Could you please find each line in the records that contains the word "forward" and copy it?

_ _ _

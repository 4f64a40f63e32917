//! Crossover backtest: forward returns after every historical crossover.

pub mod crossover;
pub mod summary;

pub use crossover::{run_backtest, usable_indices, BacktestReport};
pub use summary::{mean_return, summarize, win_rate, KindSummary};
//! Simple Moving Average (SMA), written `MA_k` in A-share charting.
//!
//! Mean of close over the trailing `period` bars, today included.
//! Lookback: period - 1 (first valid value at index period-1).

use super::Indicator;
use crate::domain::Bar;

#[derive(Debug, Clone)]
pub struct Sma {
    period: usize,
    name: String,
}

impl Sma {
    pub fn new(period: usize) -> Self {
        assert!(period >= 1, "SMA period must be >= 1");
        Self {
            period,
            name: format!("ma_{period}"),
        }
    }

    pub fn period(&self) -> usize {
        self.period
    }
}

impl Indicator for Sma {
    fn name(&self) -> &str {
        &self.name
    }

    fn lookback(&self) -> usize {
        self.period.saturating_sub(1)
    }

    fn compute(&self, bars: &[Bar]) -> Vec<f64> {
        let closes: Vec<f64> = bars.iter().map(|b| b.close).collect();
        rolling_mean(&closes, self.period)
    }
}

/// Trailing mean over `period` values ending at each index.
///
/// Each window is summed directly rather than with a running sum, so two
/// windows over identical values always give bit-identical means. A NaN
/// anywhere in a window makes that output NaN.
pub fn rolling_mean(values: &[f64], period: usize) -> Vec<f64> {
    let n = values.len();
    let mut result = vec![f64::NAN; n];
    if period == 0 || n < period {
        return result;
    }

    for i in (period - 1)..n {
        let window = &values[(i + 1 - period)..=i];
        let sum: f64 = window.iter().sum();
        result[i] = sum / period as f64;
    }
    result
}
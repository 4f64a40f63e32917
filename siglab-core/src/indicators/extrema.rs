//! Prior-window extrema of close.
//!
//! PriorExtreme(N, High)[t] = max(close[t-N ..= t-1])
//! PriorExtreme(N, Low)[t]  = min(close[t-N ..= t-1])
//!
//! The window stops at the bar before t, so a bar is never compared with a
//! baseline that contains itself. Lookback: N.

use super::Indicator;
use crate::domain::Bar;

#[derive(Debug, Clone, Copy, PartialEq, Eq)]
pub enum ExtremeSide {
    High,
    Low,
}

#[derive(Debug, Clone)]
pub struct PriorExtreme {
    window: usize,
    side: ExtremeSide,
    name: String,
}

impl PriorExtreme {
    pub fn high(window: usize) -> Self {
        assert!(window >= 1, "extrema window must be >= 1");
        Self {
            window,
            side: ExtremeSide::High,
            name: format!("prior_high_{window}"),
        }
    }

    pub fn low(window: usize) -> Self {
        assert!(window >= 1, "extrema window must be >= 1");
        Self {
            window,
            side: ExtremeSide::Low,
            name: format!("prior_low_{window}"),
        }
    }
}

impl Indicator for PriorExtreme {
    fn name(&self) -> &str {
        &self.name
    }

    fn lookback(&self) -> usize {
        self.window
    }

    fn compute(&self, bars: &[Bar]) -> Vec<f64> {
        let n = bars.len();
        let mut result = vec![f64::NAN; n];

        for (t, slot) in result.iter_mut().enumerate().skip(self.window) {
            let window = &bars[(t - self.window)..t];
            *slot = match self.side {
                ExtremeSide::High => window.iter().map(|b| b.close).fold(f64::NEG_INFINITY, f64::max),
                ExtremeSide::Low => window.iter().map(|b| b.close).fold(f64::INFINITY, f64::min),
            };
        }

        result
    }
}

#[cfg(test)]
mod tests {
    use super::*;
    use crate::domain::bars_from_closes;

    #[test]
    fn prior_high_excludes_today() {
        let bars = bars_from_closes(&[10.0, 12.0, 11.0, 15.0]);
        let result = PriorExtreme::high(2).compute(&bars);
        assert!(result[0].is_nan());
        assert!(result[1].is_nan());
        // [2] = max(10, 12)
        assert_eq!(result[2], 12.0);
        // [3] = max(12, 11), not 15
        assert_eq!(result[3], 12.0);
    }

    #[test]
    fn prior_low_excludes_today() {
        let bars = bars_from_closes(&[10.0, 12.0, 11.0, 5.0]);
        let result = PriorExtreme::low(3).compute(&bars);
        assert!(result[2].is_nan());
        assert_eq!(result[3], 10.0);
    }

    #[test]
    fn short_series_is_all_nan() {
        let bars = bars_from_closes(&[1.0; 20]);
        assert!(PriorExtreme::high(60).compute(&bars).iter().all(|v| v.is_nan()));
    }
}
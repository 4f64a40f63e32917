//! Crossover scan over the usable tail of an indicator frame.
//!
//! Usable bars are those where every required column (all MAs, RSI, DIF,
//! DEA) is defined; the trailing `lookback` of them form the scan window.
//! Each crossover inside the window is one trade: entry at the trigger
//! close, exit `holding_days` usable bars later. Overlapping trades are kept.

use std::collections::BTreeMap;

use serde::{Deserialize, Serialize};

use super::summary::{summarize, KindSummary};
use crate::config::{BacktestParams, BacktestSignal};
use crate::domain::{CrossDirection, Series, TradeRecord};
use crate::indicators::IndicatorFrame;
use crate::signals::{crossed_above, crossed_below};

/// Result of one backtest run.
#[derive(Debug, Clone, PartialEq, Serialize, Deserialize)]
pub struct BacktestReport {
    pub signal: BacktestSignal,
    pub lookback: usize,
    pub holding_days: usize,
    /// Bars in the scan window after dropping incomplete rows.
    pub usable_bars: usize,
    pub trades: Vec<TradeRecord>,
    pub summary: BTreeMap<CrossDirection, KindSummary>,
    /// Triggers whose entry price was not a positive finite number.
    pub skipped_triggers: usize,
}

impl BacktestReport {
    fn empty(params: &BacktestParams, usable_bars: usize) -> Self {
        Self {
            signal: params.signal,
            lookback: params.lookback,
            holding_days: params.holding_days,
            usable_bars,
            trades: Vec::new(),
            summary: summarize(&[]),
            skipped_triggers: 0,
        }
    }

    pub fn summary_for(&self, direction: CrossDirection) -> KindSummary {
        self.summary.get(&direction).copied().unwrap_or_default()
    }

    pub fn trades_of(&self, direction: CrossDirection) -> impl Iterator<Item = &TradeRecord> {
        self.trades.iter().filter(move |t| t.signal_kind == direction)
    }
}

/// Global indices of the bars kept for the scan: complete rows only, the
/// last `lookback` of them.
pub fn usable_indices(frame: &IndicatorFrame, lookback: usize) -> Vec<usize> {
    let complete: Vec<usize> = (0..frame.len()).filter(|&i| frame.is_complete_at(i)).collect();
    let start = complete.len().saturating_sub(lookback);
    complete[start..].to_vec()
}

/// Scan for crossovers and measure forward returns.
///
/// Data shortfalls produce an empty report, never an error. Parameters are
/// assumed validated by `BacktestParams::validate`.
pub fn run_backtest(series: &Series, frame: &IndicatorFrame, params: &BacktestParams) -> BacktestReport {
    let (a, b) = match lines(frame, params.signal) {
        Some(pair) => pair,
        None => {
            tracing::warn!(
                symbol = series.symbol(),
                signal = %params.signal.label(),
                "crossover columns not in frame; backtest skipped"
            );
            return BacktestReport::empty(params, 0);
        }
    };

    let usable = usable_indices(frame, params.lookback);
    let len = usable.len();
    if params.holding_days == 0 || len < params.holding_days.saturating_add(2) {
        tracing::debug!(
            symbol = series.symbol(),
            usable = len,
            holding_days = params.holding_days,
            "not enough usable bars for a backtest"
        );
        return BacktestReport::empty(params, len);
    }

    let bars = series.bars();
    let mut trades = Vec::new();
    let mut skipped = 0;

    for i in 1..(len - params.holding_days) {
        let (prev, cur) = (usable[i - 1], usable[i]);
        let direction = if crossed_above(a[prev], b[prev], a[cur], b[cur]) {
            CrossDirection::Bullish
        } else if crossed_below(a[prev], b[prev], a[cur], b[cur]) {
            CrossDirection::Bearish
        } else {
            continue;
        };

        let exit = usable[i + params.holding_days];
        let (entry_bar, exit_bar) = (&bars[cur], &bars[exit]);
        if !(entry_bar.close.is_finite() && entry_bar.close > 0.0) {
            tracing::warn!(
                symbol = series.symbol(),
                date = %entry_bar.date,
                close = entry_bar.close,
                "trigger skipped: entry price not positive"
            );
            skipped += 1;
            continue;
        }

        let ret = (exit_bar.close - entry_bar.close) / entry_bar.close;
        trades.push(TradeRecord {
            signal_kind: direction,
            entry_index: cur,
            entry_date: entry_bar.date,
            entry_price: entry_bar.close,
            exit_index: exit,
            exit_date: exit_bar.date,
            exit_price: exit_bar.close,
            ret,
            win: direction.is_win(ret),
        });
    }

    let summary = summarize(&trades);
    tracing::info!(
        symbol = series.symbol(),
        signal = %params.signal.label(),
        usable = len,
        trades = trades.len(),
        bullish_win_rate = summary[&CrossDirection::Bullish].win_rate,
        bearish_win_rate = summary[&CrossDirection::Bearish].win_rate,
        "backtest complete"
    );

    BacktestReport {
        signal: params.signal,
        lookback: params.lookback,
        holding_days: params.holding_days,
        usable_bars: len,
        trades,
        summary,
        skipped_triggers: skipped,
    }
}

fn lines(frame: &IndicatorFrame, signal: BacktestSignal) -> Option<(&[f64], &[f64])> {
    match signal {
        BacktestSignal::MacdCross => Some((&frame.dif, &frame.dea)),
        BacktestSignal::MaCross { fast, slow } => Some((frame.ma(fast)?, frame.ma(slow)?)),
    }
}

#[cfg(test)]
mod tests {
    use super::*;
    use crate::config::AnalysisConfig;
    use crate::domain::bars_from_closes;

    fn frame_for(closes: &[f64]) -> (Series, IndicatorFrame) {
        let s = Series::new("600036", bars_from_closes(closes)).unwrap();
        let f = IndicatorFrame::compute(&s, &AnalysisConfig::default().indicator_params());
        (s, f)
    }

    #[test]
    fn short_series_gives_empty_report() {
        let (s, f) = frame_for(&[10.0; 15]);
        let r = run_backtest(&s, &f, &BacktestParams::default());
        assert!(r.trades.is_empty());
        assert_eq!(r.usable_bars, 0);
        assert_eq!(r.summary_for(CrossDirection::Bullish).occurrence_count, 0);
        assert_eq!(r.summary_for(CrossDirection::Bearish).win_rate, 0.0);
    }

    #[test]
    fn missing_ma_column_gives_empty_report() {
        let (s, f) = frame_for(&[10.0; 40]);
        let params = BacktestParams {
            signal: BacktestSignal::MaCross { fast: 3, slow: 7 },
            ..BacktestParams::default()
        };
        let r = run_backtest(&s, &f, &params);
        assert!(r.trades.is_empty());
        assert_eq!(r.summary.len(), 2);
    }

    #[test]
    fn usable_indices_drop_warmup_and_keep_tail() {
        let (_, f) = frame_for(&(0..40).map(|i| 10.0 + (i % 4) as f64).collect::<Vec<_>>());
        // MA20 is the last column to become defined, at index 19
        let all = usable_indices(&f, 1000);
        assert_eq!(all.first(), Some(&19));
        assert_eq!(all.len(), 21);
        let tail = usable_indices(&f, 5);
        assert_eq!(tail, vec![35, 36, 37, 38, 39]);
    }

    #[test]
    fn huge_holding_period_gives_empty_report() {
        let (s, f) = frame_for(&[10.0; 40]);
        let params = BacktestParams {
            signal: BacktestSignal::MacdCross,
            lookback: usize::MAX,
            holding_days: usize::MAX - 1,
        };
        assert_eq!(params.validate(), Ok(()));
        let r = run_backtest(&s, &f, &params);
        assert!(r.trades.is_empty());
        assert_eq!(r.usable_bars, 21);
    }

    #[test]
    fn flat_series_has_no_trades() {
        let (s, f) = frame_for(&[10.0; 60]);
        let r = run_backtest(&s, &f, &BacktestParams::default());
        assert!(r.trades.is_empty());
        assert_eq!(r.usable_bars, 41);
    }
}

_ _ _

### Response
//! Crossover backtest: forward returns after every historical crossover.
/// Scan for crossovers and measure forward returns.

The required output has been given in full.